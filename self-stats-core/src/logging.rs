//! Logging infrastructure for self-stats
//!
//! Logs are written to `~/.local/state/self-stats/` following XDG standards,
//! one file per day named `self-stats.YYYY-MM-DD.log`.

use crate::config::{Config, LoggingConfig, LOG_FILE_PREFIX, LOG_FILE_SUFFIX};
use std::path::PathBuf;
use tracing_appender::rolling::{RollingFileAppender, Rotation};
use tracing_subscriber::{
    fmt::{self, format::FmtSpan},
    layer::SubscriberExt,
    util::SubscriberInitExt,
    EnvFilter,
};

/// Initialize the logging system
///
/// Sets up tracing with:
/// - File output to XDG state directory
/// - Daily rotation, keeping at most `max_files` logs
/// - Configurable log level via config or RUST_LOG env var
pub fn init(config: &LoggingConfig) -> crate::error::Result<LoggingGuard> {
    let log_dir = Config::state_dir();

    std::fs::create_dir_all(&log_dir)?;

    let file_appender = RollingFileAppender::builder()
        .rotation(Rotation::DAILY)
        .filename_prefix(LOG_FILE_PREFIX)
        .filename_suffix(LOG_FILE_SUFFIX)
        .max_log_files(config.max_files.max(1))
        .build(&log_dir)
        .map_err(|e| crate::error::Error::Config(format!("failed to open log file: {}", e)))?;

    let (non_blocking, guard) = tracing_appender::non_blocking(file_appender);

    let filter =
        EnvFilter::try_from_default_env().unwrap_or_else(|_| EnvFilter::new(&config.level));

    let file_layer = fmt::layer()
        .with_writer(non_blocking)
        .with_ansi(false)
        .with_target(true)
        .with_file(true)
        .with_line_number(true);

    tracing_subscriber::registry()
        .with(filter)
        .with(file_layer)
        .try_init()
        .map_err(|e| crate::error::Error::Config(format!("logging already initialized: {}", e)))?;

    tracing::info!(
        log_dir = %log_dir.display(),
        level = %config.level,
        "Logging initialized"
    );

    Ok(LoggingGuard { _guard: guard })
}

/// Initialize logging for tests (logs to stdout)
pub fn init_test() {
    let _ = tracing_subscriber::fmt()
        .with_env_filter(EnvFilter::from_default_env())
        .with_test_writer()
        .with_span_events(FmtSpan::CLOSE)
        .try_init();
}

/// Guard that keeps the logging system alive
///
/// When dropped, flushes any pending log writes.
pub struct LoggingGuard {
    _guard: tracing_appender::non_blocking::WorkerGuard,
}

/// Returns the path of today's log file
///
/// The appender rolls over at midnight UTC, so the date is the UTC date.
pub fn log_file_path() -> PathBuf {
    Config::log_path(chrono::Utc::now().date_naive())
}

#[cfg(test)]
mod tests {
    use super::*;

    #[test]
    fn test_log_file_path() {
        let path = log_file_path();
        let name = path.file_name().unwrap().to_string_lossy().into_owned();
        assert!(name.starts_with("self-stats."));
        assert!(name.ends_with(".log"));
        assert_eq!(name.len(), "self-stats.YYYY-MM-DD.log".len());
        assert_eq!(path.parent(), Some(Config::state_dir().as_path()));
    }
}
■ ■ ■ ■ ■ ■ ■
EXERCISE DIRECTIONS: Using the same words as the original, repeat the records above.

YOUR SOLUTION:
filename self-stats-core/src/logging.rs
//! Logging infrastructure for self-stats
//!
//! Logs are written to `~/.local/state/self-stats/` following XDG standards,
//! one file per day named `self-stats.YYYY-MM-DD.log`.

use crate::config::{Config, LoggingConfig, LOG_FILE_PREFIX, LOG_FILE_SUFFIX};
use std::path::PathBuf;
use tracing_appender::rolling::{RollingFileAppender, Rotation};
use tracing_subscriber::{
    fmt::{self, format::FmtSpan},
    layer::SubscriberExt,
    util::SubscriberInitExt,
    EnvFilter,
};

/// Initialize the logging system
///
/// Sets up tracing with:
/// - File output to XDG state directory
/// - Daily rotation, keeping at most `max_files` logs
/// - Configurable log level via config or RUST_LOG env var
pub fn init(config: &LoggingConfig) -> crate::error::Result<LoggingGuard> {
    let log_dir = Config::state_dir();

    std::fs::create_dir_all(&log_dir)?;

    let file_appender = RollingFileAppender::builder()
        .rotation(Rotation::DAILY)
        .filename_prefix(LOG_FILE_PREFIX)
        .filename_suffix(LOG_FILE_SUFFIX)
        .max_log_files(config.max_files.max(1))
        .build(&log_dir)
        .map_err(|e| crate::error::Error::Config(format!("failed to open log file: {}", e)))?;

    let (non_blocking, guard) = tracing_appender::non_blocking(file_appender);

    let filter =
        EnvFilter::try_from_default_env().unwrap_or_else(|_| EnvFilter::new(&config.level));

    let file_layer = fmt::layer()
        .with_writer(non_blocking)
        .with_ansi(false)
        .with_target(true)
        .with_file(true)
        .with_line_number(true);

    tracing_subscriber::registry()
        .with(filter)
        .with(file_layer)
        .try_init()
        .map_err(|e| crate::error::Error::Config(format!("logging already initialized: {}", e)))?;

    tracing::info!(
        log_dir = %log_dir.display(),
        level = %config.level,
        "Logging initialized"
    );

    Ok(LoggingGuard { _guard: guard })
}

/// Initialize logging for tests (logs to stdout)
pub fn init_test() {
    let _ = tracing_subscriber::fmt()
        .with_env_filter(EnvFilter::from_default_env())
        .with_test_writer()
        .with_span_events(FmtSpan::CLOSE)
        .try_init();
}

/// Guard that keeps the logging system alive
///
/// When dropped, flushes any pending log writes.
pub struct LoggingGuard {
    _guard: tracing_appender::non_blocking::WorkerGuard,
}

/// Returns the path of today's log file
///
/// The appender rolls over at midnight UTC, so the date is the UTC date.
pub fn log_file_path() -> PathBuf {
    Config::log_path(chrono::Utc::now().date_naive())
}

#[cfg(test)]
mod tests {
    use super::*;

    #[test]
    fn test_log_file_path() {
        let path = log_file_path();
        let name = path.file_name().unwrap().to_string_lossy().into_owned();
        assert!(name.starts_with("self-stats."));
        assert!(name.ends_with(".log"));
        assert_eq!(name.len(), "self-stats.YYYY-MM-DD.log".len());
        assert_eq!(path.parent(), Some(Config::state_dir().as_path()));
    }
}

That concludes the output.